- [TASK STATEMENT] Exactly reproduce the lines from the line that has "pub mod axum" down to the last line of the entries, inclusive.

STORED DATA section start

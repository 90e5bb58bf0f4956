#![cfg_attr(docsrs, feature(doc_auto_cfg))]

//! Umbrella crate for the x402 HTTP 402 payment protocol: wire types, price
//! and path resolution, EIP-3009 signing, and the Axum server / reqwest
//! client integrations.
//!
//! Most applications only need one of the sub-crates directly
//! ([`x402-axum`](https://docs.rs/x402-axum) for a resource server,
//! [`x402-reqwest`](https://docs.rs/x402-reqwest) for a paying client).
//! This crate re-exports the pieces that come up regardless of which side
//! of the protocol you're implementing.

pub use x402_core::{InvalidPathPattern, PathPattern, Price, PriceError, ResolvedPrice};
pub use x402_eip155::{SignerLike, SigningError, sign_payment_header};
pub use x402_types::{
    AtomicAmount, Network, PaymentPayload, PaymentRequirements, UnixTimestamp, X402_VERSION,
    codec,
};

pub mod axum {
    //! Re-export of [`x402_axum`], the Axum server middleware.
    pub use x402_axum::*;
}

pub mod reqwest {
    //! Re-export of [`x402_reqwest`], the reqwest client middleware.
    pub use x402_reqwest::*;
}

STORED DATA section end

- [FINISHED TASK]
pub mod axum {
    //! Re-export of [`x402_axum`], the Axum server middleware.
    pub use x402_axum::*;
}

pub mod reqwest {
    //! Re-export of [`x402_reqwest`], the reqwest client middleware.
    pub use x402_reqwest::*;
}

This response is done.